Segment Start: SUPPLIED RECORDS

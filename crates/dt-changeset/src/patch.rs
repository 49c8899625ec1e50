// patch.rs — Unified diff model and structural parser.
//
// A PatchSet is the parsed form of a (normalized) unified diff: one
// PatchedFile per file section, each holding its hunks. Parsing is strict:
// anything that does not fit the git or plain unified dialect is reported as
// a ParseFailure and callers fall back to heuristics instead of guessing.
//
// Accepted input:
//   diff --git a/X b/Y          (optional; starts a git file section)
//   new file mode / deleted file mode / index / rename / similarity lines
//   --- X                        (source header)
//   +++ Y                        (target header)
//   @@ -a,b +c,d @@ section      (hunk header; ",b" / ",d" default to 1)
//   ' ' / '-' / '+' / '\' lines  (hunk body; an empty line is context)

use std::sync::OnceLock;

use regex::Regex;
use serde::{Deserialize, Serialize};

use crate::error::ParseFailure;

/// Placeholder path for the missing side of an added or removed file.
pub const DEV_NULL: &str = "/dev/null";

/// The role of one line inside a hunk.
#[derive(Debug, Clone, Copy, PartialEq, Eq, Serialize, Deserialize)]
#[serde(rename_all = "snake_case")]
pub enum LineKind {
    /// Present in both source and target.
    Context,
    /// Present only in the target.
    Added,
    /// Present only in the source.
    Removed,
}

/// One line of a hunk body, without its leading marker.
#[derive(Debug, Clone, PartialEq, Eq, Serialize, Deserialize)]
pub struct HunkLine {
    pub kind: LineKind,
    pub value: String,
}

impl HunkLine {
    pub fn context(value: impl Into<String>) -> Self {
        Self {
            kind: LineKind::Context,
            value: value.into(),
        }
    }

    pub fn added(value: impl Into<String>) -> Self {
        Self {
            kind: LineKind::Added,
            value: value.into(),
        }
    }

    pub fn removed(value: impl Into<String>) -> Self {
        Self {
            kind: LineKind::Removed,
            value: value.into(),
        }
    }
}

/// A contiguous block of changes within one file.
#[derive(Debug, Clone, PartialEq, Eq, Serialize, Deserialize)]
pub struct Hunk {
    /// 1-based first source line (0 for an empty source range).
    pub source_start: usize,
    pub source_length: usize,
    /// 1-based first target line (0 for an empty target range).
    pub target_start: usize,
    pub target_length: usize,
    /// Text after the closing `@@`, if any (usually a function name).
    pub section_header: Option<String>,
    pub lines: Vec<HunkLine>,
}

impl Hunk {
    /// Build a hunk from its source start and body, deriving the ranges.
    pub fn from_lines(source_start: usize, lines: Vec<HunkLine>) -> Self {
        let source_length = lines
            .iter()
            .filter(|l| l.kind != LineKind::Added)
            .count();
        let target_length = lines
            .iter()
            .filter(|l| l.kind != LineKind::Removed)
            .count();
        Self {
            source_start,
            source_length,
            target_start: if target_length == 0 { 0 } else { source_start.max(1) },
            target_length,
            section_header: None,
            lines,
        }
    }
}

/// All changes to a single file.
#[derive(Debug, Clone, PartialEq, Eq, Serialize, Deserialize)]
pub struct PatchedFile {
    /// Source label as written in the diff (e.g. `a/src/lib.rs` or `/dev/null`).
    pub source_file: String,
    /// Target label as written in the diff (e.g. `b/src/lib.rs` or `/dev/null`).
    pub target_file: String,
    pub hunks: Vec<Hunk>,
}

impl PatchedFile {
    pub fn new(source_file: impl Into<String>, target_file: impl Into<String>) -> Self {
        Self {
            source_file: source_file.into(),
            target_file: target_file.into(),
            hunks: Vec::new(),
        }
    }

    /// Repository-relative path this section applies to.
    ///
    /// `a/` and `b/` prefixes are stripped; for added or removed files the
    /// side that is not `/dev/null` wins.
    pub fn path(&self) -> &str {
        let source = self.source_file.as_str();
        let target = self.target_file.as_str();
        if let Some(rest) = source.strip_prefix("a/") {
            if target.starts_with("b/") || target == DEV_NULL {
                return rest;
            }
        }
        if source == DEV_NULL {
            return target.strip_prefix("b/").unwrap_or(target);
        }
        source
    }

    /// True if this section creates the file.
    pub fn is_added_file(&self) -> bool {
        if self.source_file == DEV_NULL {
            return true;
        }
        matches!(self.hunks.as_slice(), [h] if h.source_start == 0 && h.source_length == 0)
    }

    /// True if this section deletes the file.
    pub fn is_removed_file(&self) -> bool {
        if self.target_file == DEV_NULL {
            return true;
        }
        matches!(self.hunks.as_slice(), [h] if h.target_start == 0 && h.target_length == 0)
    }
}

/// A parsed unified diff: file sections in diff order.
#[derive(Debug, Clone, Default, PartialEq, Eq, Serialize, Deserialize)]
pub struct PatchSet {
    pub files: Vec<PatchedFile>,
}

impl PatchSet {
    /// Parse diff text. Empty input (or input without any file section)
    /// yields an empty patch set.
    pub fn parse(text: &str) -> Result<Self, ParseFailure> {
        Parser::default().run(text)
    }

    pub fn len(&self) -> usize {
        self.files.len()
    }

    pub fn is_empty(&self) -> bool {
        self.files.is_empty()
    }
}

impl From<Vec<PatchedFile>> for PatchSet {
    fn from(files: Vec<PatchedFile>) -> Self {
        Self { files }
    }
}

fn git_header_re() -> &'static Regex {
    static RE: OnceLock<Regex> = OnceLock::new();
    RE.get_or_init(|| {
        Regex::new(r"^diff --git (?P<source>a/\S.*?) (?P<target>b/\S.*)$")
            .expect("git header regex is valid")
    })
}

fn hunk_header_re() -> &'static Regex {
    static RE: OnceLock<Regex> = OnceLock::new();
    RE.get_or_init(|| {
        Regex::new(r"^@@ -(\d+)(?:,(\d+))? \+(\d+)(?:,(\d+))? @@[ ]?(.*)$")
            .expect("hunk header regex is valid")
    })
}

/// Strip an optional tab-separated timestamp from a `---`/`+++` label.
fn header_label(rest: &str) -> &str {
    rest.split('\t').next().unwrap_or(rest).trim_end()
}

/// Parser state for one pass over the diff text.
#[derive(Default)]
struct Parser {
    files: Vec<PatchedFile>,
    /// The current section was opened by a `diff --git` header.
    in_git_section: bool,
    /// Source label from a `---` line still waiting for its `+++`.
    pending_source: Option<String>,
    /// The current section has seen its `+++` line and may take hunks.
    headers_complete: bool,
}

impl Parser {
    fn run(mut self, text: &str) -> Result<PatchSet, ParseFailure> {
        let lines: Vec<&str> = text.lines().collect();
        let mut idx = 0;

        while idx < lines.len() {
            let line = lines[idx];
            let line_no = idx + 1;
            idx += 1;

            if line.starts_with("diff --git") {
                self.start_git_section(line, line_no)?;
            } else if line.starts_with("new file mode") {
                self.current_git_file(line_no, "unexpected new file mode")?
                    .source_file = DEV_NULL.to_string();
            } else if line.starts_with("deleted file mode") {
                self.current_git_file(line_no, "unexpected deleted file mode")?
                    .target_file = DEV_NULL.to_string();
            } else if line.starts_with("Binary files ") || line.starts_with("GIT binary patch") {
                return Err(ParseFailure::new(line_no, "binary diffs are not supported"));
            } else if let Some(rest) = line.strip_prefix("--- ") {
                self.source_header(header_label(rest), line_no)?;
            } else if let Some(rest) = line.strip_prefix("+++ ") {
                self.target_header(header_label(rest), line_no)?;
            } else if line.starts_with("@@") {
                idx = self.hunk(&lines, idx - 1)?;
            }
            // Anything else (index lines, mode changes, preamble text) is ignored.
        }

        if self.pending_source.is_some() {
            return Err(ParseFailure::new(
                lines.len(),
                "unexpected end of diff: source header without target header",
            ));
        }

        Ok(PatchSet { files: self.files })
    }

    fn start_git_section(&mut self, line: &str, line_no: usize) -> Result<(), ParseFailure> {
        let caps = git_header_re()
            .captures(line)
            .ok_or_else(|| ParseFailure::new(line_no, format!("malformed git header: {line}")))?;
        self.files
            .push(PatchedFile::new(&caps["source"], &caps["target"]));
        self.in_git_section = true;
        self.pending_source = None;
        self.headers_complete = false;
        Ok(())
    }

    fn current_git_file(
        &mut self,
        line_no: usize,
        message: &str,
    ) -> Result<&mut PatchedFile, ParseFailure> {
        if !self.in_git_section || self.headers_complete {
            return Err(ParseFailure::new(line_no, message));
        }
        self.files
            .last_mut()
            .ok_or_else(|| ParseFailure::new(line_no, message))
    }

    fn source_header(&mut self, label: &str, line_no: usize) -> Result<(), ParseFailure> {
        if self.in_git_section && !self.headers_complete {
            let expected = self
                .files
                .last()
                .map(|f| f.source_file.as_str())
                .unwrap_or_default();
            if label != expected {
                return Err(ParseFailure::new(
                    line_no,
                    format!("source header {label} does not match git header {expected}"),
                ));
            }
        } else {
            // A plain (non-git) section starts at its `---` line.
            self.in_git_section = false;
            self.headers_complete = false;
        }
        self.pending_source = Some(label.to_string());
        Ok(())
    }

    fn target_header(&mut self, label: &str, line_no: usize) -> Result<(), ParseFailure> {
        let Some(source) = self.pending_source.take() else {
            return Err(ParseFailure::new(
                line_no,
                format!("target without source: +++ {label}"),
            ));
        };

        if self.in_git_section {
            let expected = self
                .files
                .last()
                .map(|f| f.target_file.as_str())
                .unwrap_or_default();
            if label != expected {
                return Err(ParseFailure::new(
                    line_no,
                    format!("target header {label} does not match git header {expected}"),
                ));
            }
        } else {
            self.files.push(PatchedFile::new(source, label));
        }
        self.headers_complete = true;
        Ok(())
    }

    /// Parse the hunk whose header is at `start`; returns the index of the
    /// first line after the hunk body.
    fn hunk(&mut self, lines: &[&str], start: usize) -> Result<usize, ParseFailure> {
        let header = lines[start];
        let header_no = start + 1;

        let in_section = self.headers_complete || (self.in_git_section && self.pending_source.is_none());
        let file = match self.files.last_mut() {
            Some(file) if in_section => file,
            _ => return Err(ParseFailure::new(header_no, "unexpected hunk found")),
        };

        let caps = hunk_header_re()
            .captures(header)
            .ok_or_else(|| ParseFailure::new(header_no, format!("malformed hunk header: {header}")))?;
        let number = |i: usize, default: usize| -> Result<usize, ParseFailure> {
            match caps.get(i) {
                Some(m) => m
                    .as_str()
                    .parse()
                    .map_err(|_| ParseFailure::new(header_no, "hunk range out of bounds")),
                None => Ok(default),
            }
        };
        let source_start = number(1, 0)?;
        let source_length = number(2, 1)?;
        let target_start = number(3, 0)?;
        let target_length = number(4, 1)?;
        let section_header = caps
            .get(5)
            .map(|m| m.as_str().trim())
            .filter(|s| !s.is_empty())
            .map(str::to_string);

        let mut body = Vec::new();
        let mut seen_source = 0;
        let mut seen_target = 0;
        let mut idx = start + 1;

        while seen_source < source_length || seen_target < target_length {
            let Some(&line) = lines.get(idx) else {
                return Err(ParseFailure::new(lines.len(), "hunk is shorter than expected"));
            };
            let line_no = idx + 1;
            idx += 1;

            let (kind, value) = match line.chars().next() {
                None => (LineKind::Context, ""),
                Some(' ') => (LineKind::Context, &line[1..]),
                Some('-') => (LineKind::Removed, &line[1..]),
                Some('+') => (LineKind::Added, &line[1..]),
                Some('\\') => continue,
                Some(_) => {
                    return Err(ParseFailure::new(
                        line_no,
                        format!("hunk diff line expected: {line}"),
                    ))
                }
            };
            match kind {
                LineKind::Context => {
                    seen_source += 1;
                    seen_target += 1;
                }
                LineKind::Removed => seen_source += 1,
                LineKind::Added => seen_target += 1,
            }
            if seen_source > source_length || seen_target > target_length {
                return Err(ParseFailure::new(line_no, "hunk is longer than expected"));
            }
            body.push(HunkLine {
                kind,
                value: value.to_string(),
            });
        }

        // A trailing "\ No newline at end of file" belongs to this hunk.
        while lines.get(idx).is_some_and(|l| l.starts_with('\\')) {
            idx += 1;
        }

        file.hunks.push(Hunk {
            source_start,
            source_length,
            target_start,
            target_length,
            section_header,
            lines: body,
        });
        Ok(idx)
    }
}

Segment End: SUPPLIED RECORDS

» **WHAT THE EXERCISE ASKS**:
For each line above that includes "impl", make a copy.

» **TASK RESPONSE**:
impl HunkLine {
    pub fn context(value: impl Into<String>) -> Self {
    pub fn added(value: impl Into<String>) -> Self {
    pub fn removed(value: impl Into<String>) -> Self {
impl Hunk {
impl PatchedFile {
    pub fn new(source_file: impl Into<String>, target_file: impl Into<String>) -> Self {
impl PatchSet {
impl From<Vec<PatchedFile>> for PatchSet {
impl Parser {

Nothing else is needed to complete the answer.